Search the listing for the word "LogConfig" and copy every line where it turns up.

_Recorded data_
- Opening Delimiter -
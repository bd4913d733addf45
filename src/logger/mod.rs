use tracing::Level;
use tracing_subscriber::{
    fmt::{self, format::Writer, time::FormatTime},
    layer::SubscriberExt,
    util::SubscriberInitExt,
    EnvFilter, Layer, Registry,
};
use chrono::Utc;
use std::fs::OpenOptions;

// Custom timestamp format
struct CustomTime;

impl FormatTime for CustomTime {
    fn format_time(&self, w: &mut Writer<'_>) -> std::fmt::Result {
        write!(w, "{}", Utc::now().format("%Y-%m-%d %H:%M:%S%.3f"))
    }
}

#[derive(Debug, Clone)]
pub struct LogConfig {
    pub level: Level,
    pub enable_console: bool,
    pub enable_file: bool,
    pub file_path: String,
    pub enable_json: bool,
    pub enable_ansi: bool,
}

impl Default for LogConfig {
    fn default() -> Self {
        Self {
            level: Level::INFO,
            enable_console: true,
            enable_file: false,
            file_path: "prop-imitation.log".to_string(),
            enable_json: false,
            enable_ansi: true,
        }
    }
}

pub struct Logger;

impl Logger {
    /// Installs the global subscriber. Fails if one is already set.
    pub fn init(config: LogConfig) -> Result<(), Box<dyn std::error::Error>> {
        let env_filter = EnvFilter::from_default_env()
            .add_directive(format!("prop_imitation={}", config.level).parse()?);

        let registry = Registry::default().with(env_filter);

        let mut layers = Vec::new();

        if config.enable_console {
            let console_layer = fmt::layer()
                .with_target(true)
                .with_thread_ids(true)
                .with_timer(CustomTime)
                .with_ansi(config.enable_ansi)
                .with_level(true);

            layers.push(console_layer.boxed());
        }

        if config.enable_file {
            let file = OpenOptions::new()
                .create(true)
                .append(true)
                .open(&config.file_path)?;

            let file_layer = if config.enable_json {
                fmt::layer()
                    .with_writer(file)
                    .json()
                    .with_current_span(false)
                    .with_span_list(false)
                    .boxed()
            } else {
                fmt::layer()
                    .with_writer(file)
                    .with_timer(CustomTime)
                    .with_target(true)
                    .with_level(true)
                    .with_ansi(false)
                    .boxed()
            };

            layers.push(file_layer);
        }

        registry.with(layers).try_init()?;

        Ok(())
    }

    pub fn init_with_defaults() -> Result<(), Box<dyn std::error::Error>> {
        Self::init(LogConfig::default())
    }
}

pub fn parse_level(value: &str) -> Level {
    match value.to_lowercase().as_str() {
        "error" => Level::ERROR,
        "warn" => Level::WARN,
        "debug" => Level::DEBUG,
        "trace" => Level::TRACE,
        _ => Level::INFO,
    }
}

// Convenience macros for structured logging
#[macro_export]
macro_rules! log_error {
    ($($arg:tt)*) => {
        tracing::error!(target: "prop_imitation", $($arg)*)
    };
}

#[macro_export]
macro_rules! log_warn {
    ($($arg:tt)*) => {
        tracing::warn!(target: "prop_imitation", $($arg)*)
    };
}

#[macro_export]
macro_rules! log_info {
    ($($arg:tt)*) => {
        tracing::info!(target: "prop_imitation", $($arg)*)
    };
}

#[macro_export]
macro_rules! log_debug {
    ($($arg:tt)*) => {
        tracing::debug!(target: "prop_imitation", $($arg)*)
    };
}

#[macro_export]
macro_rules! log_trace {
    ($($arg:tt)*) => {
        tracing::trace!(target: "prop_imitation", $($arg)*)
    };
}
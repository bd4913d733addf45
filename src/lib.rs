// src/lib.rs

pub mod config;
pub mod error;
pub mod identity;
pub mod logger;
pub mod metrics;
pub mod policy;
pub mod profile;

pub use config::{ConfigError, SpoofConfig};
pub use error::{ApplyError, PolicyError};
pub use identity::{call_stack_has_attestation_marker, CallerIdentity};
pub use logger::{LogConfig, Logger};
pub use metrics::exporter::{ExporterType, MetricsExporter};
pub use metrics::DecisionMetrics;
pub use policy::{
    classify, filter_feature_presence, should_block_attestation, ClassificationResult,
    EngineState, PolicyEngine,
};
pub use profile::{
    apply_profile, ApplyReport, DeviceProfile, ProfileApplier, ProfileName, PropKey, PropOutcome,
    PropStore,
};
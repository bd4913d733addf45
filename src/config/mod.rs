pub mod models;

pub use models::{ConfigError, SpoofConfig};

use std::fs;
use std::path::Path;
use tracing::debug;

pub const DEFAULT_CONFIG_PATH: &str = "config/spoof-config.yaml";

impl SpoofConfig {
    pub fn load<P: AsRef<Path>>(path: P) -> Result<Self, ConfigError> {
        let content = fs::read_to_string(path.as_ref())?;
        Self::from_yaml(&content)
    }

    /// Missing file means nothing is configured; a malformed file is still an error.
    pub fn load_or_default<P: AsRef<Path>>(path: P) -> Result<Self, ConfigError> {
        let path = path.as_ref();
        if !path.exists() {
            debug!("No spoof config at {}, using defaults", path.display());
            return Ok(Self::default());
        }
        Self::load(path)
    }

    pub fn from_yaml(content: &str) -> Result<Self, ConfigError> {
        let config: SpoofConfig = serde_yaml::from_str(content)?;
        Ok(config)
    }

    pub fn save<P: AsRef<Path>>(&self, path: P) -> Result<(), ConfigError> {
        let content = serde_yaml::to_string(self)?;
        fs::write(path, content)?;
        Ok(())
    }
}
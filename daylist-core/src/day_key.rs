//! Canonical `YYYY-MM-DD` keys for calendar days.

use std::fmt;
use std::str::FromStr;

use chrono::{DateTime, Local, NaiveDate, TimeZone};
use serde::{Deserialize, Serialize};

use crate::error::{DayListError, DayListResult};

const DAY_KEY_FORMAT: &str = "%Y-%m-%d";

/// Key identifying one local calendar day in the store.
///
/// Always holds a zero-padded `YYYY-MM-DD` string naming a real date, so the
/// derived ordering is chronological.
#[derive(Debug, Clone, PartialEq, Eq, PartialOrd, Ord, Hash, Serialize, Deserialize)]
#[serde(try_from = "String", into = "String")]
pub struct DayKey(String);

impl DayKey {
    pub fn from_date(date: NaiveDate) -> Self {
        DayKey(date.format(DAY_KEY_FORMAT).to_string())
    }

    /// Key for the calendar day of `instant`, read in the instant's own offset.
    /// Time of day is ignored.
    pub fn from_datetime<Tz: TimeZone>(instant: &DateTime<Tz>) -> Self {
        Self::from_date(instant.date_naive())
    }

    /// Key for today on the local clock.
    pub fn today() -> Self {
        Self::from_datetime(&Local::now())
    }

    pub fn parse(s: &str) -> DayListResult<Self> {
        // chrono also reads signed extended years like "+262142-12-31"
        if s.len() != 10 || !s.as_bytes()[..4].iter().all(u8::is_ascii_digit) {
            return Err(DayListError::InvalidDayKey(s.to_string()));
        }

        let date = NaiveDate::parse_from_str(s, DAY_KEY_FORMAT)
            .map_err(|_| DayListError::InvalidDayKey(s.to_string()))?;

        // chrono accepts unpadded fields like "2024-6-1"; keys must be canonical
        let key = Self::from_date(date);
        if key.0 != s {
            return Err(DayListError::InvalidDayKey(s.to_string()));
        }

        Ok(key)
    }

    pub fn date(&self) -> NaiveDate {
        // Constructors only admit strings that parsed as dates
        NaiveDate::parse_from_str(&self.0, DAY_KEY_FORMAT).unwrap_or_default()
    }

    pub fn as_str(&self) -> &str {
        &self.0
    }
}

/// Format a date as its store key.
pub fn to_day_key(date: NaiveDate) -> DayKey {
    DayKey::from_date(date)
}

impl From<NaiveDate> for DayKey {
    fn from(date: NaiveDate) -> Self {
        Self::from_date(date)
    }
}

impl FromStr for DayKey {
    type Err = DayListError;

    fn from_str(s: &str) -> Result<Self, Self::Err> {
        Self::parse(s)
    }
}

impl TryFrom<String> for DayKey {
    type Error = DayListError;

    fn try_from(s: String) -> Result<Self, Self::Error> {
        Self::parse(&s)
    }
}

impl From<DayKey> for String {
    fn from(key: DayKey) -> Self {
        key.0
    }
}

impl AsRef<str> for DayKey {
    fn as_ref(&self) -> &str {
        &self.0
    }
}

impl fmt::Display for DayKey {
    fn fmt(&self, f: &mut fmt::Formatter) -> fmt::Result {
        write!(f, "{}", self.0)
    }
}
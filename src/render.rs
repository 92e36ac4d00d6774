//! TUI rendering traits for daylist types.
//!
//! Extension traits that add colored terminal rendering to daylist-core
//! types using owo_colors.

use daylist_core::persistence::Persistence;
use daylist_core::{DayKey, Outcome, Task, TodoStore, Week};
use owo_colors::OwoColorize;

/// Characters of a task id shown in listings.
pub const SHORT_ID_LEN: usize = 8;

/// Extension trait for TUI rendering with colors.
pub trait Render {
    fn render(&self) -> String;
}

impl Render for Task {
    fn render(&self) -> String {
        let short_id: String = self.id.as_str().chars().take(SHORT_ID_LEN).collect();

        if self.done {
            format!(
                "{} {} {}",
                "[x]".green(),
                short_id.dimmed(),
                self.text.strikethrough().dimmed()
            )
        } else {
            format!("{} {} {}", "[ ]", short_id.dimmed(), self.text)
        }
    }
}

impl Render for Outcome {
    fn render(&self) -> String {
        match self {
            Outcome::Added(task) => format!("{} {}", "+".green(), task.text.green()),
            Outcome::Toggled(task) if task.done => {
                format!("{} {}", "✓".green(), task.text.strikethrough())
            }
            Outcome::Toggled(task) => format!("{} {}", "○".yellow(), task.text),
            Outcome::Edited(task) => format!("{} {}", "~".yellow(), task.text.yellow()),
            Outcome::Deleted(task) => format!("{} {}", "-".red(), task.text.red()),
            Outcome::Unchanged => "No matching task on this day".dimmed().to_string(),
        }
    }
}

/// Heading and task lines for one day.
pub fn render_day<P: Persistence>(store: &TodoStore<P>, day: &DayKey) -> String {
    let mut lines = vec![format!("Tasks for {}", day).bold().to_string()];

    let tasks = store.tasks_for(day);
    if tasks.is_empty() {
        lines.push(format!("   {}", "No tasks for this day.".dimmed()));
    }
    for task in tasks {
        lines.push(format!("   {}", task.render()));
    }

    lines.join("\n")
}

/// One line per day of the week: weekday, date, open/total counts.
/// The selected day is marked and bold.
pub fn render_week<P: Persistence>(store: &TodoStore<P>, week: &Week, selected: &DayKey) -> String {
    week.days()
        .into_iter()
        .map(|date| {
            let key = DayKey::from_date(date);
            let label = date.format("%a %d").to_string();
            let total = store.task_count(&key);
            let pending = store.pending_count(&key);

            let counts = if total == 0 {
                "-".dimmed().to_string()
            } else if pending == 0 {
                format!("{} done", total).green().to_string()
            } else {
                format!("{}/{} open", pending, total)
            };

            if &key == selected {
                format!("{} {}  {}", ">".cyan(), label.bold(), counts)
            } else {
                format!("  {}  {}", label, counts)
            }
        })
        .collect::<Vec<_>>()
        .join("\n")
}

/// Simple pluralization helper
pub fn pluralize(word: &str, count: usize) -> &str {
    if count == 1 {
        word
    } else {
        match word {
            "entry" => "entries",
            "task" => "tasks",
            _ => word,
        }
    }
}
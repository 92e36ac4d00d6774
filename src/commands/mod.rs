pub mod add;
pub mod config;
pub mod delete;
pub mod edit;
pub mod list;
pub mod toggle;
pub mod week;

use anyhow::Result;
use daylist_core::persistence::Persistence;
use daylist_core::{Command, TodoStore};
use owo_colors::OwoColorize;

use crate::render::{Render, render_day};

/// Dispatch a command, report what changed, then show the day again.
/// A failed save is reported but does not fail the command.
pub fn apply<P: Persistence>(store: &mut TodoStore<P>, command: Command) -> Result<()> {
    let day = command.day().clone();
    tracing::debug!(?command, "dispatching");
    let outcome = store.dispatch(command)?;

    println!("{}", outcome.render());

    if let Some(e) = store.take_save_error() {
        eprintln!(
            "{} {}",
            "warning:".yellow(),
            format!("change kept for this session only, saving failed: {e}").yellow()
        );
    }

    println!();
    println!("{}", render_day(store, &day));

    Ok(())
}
- Closing Delimiter -
_Answer space_
pub struct LogConfig {
impl Default for LogConfig {
    pub fn init(config: LogConfig) -> Result<(), Box<dyn std::error::Error>> {
        Self::init(LogConfig::default())
pub use logger::{LogConfig, Logger};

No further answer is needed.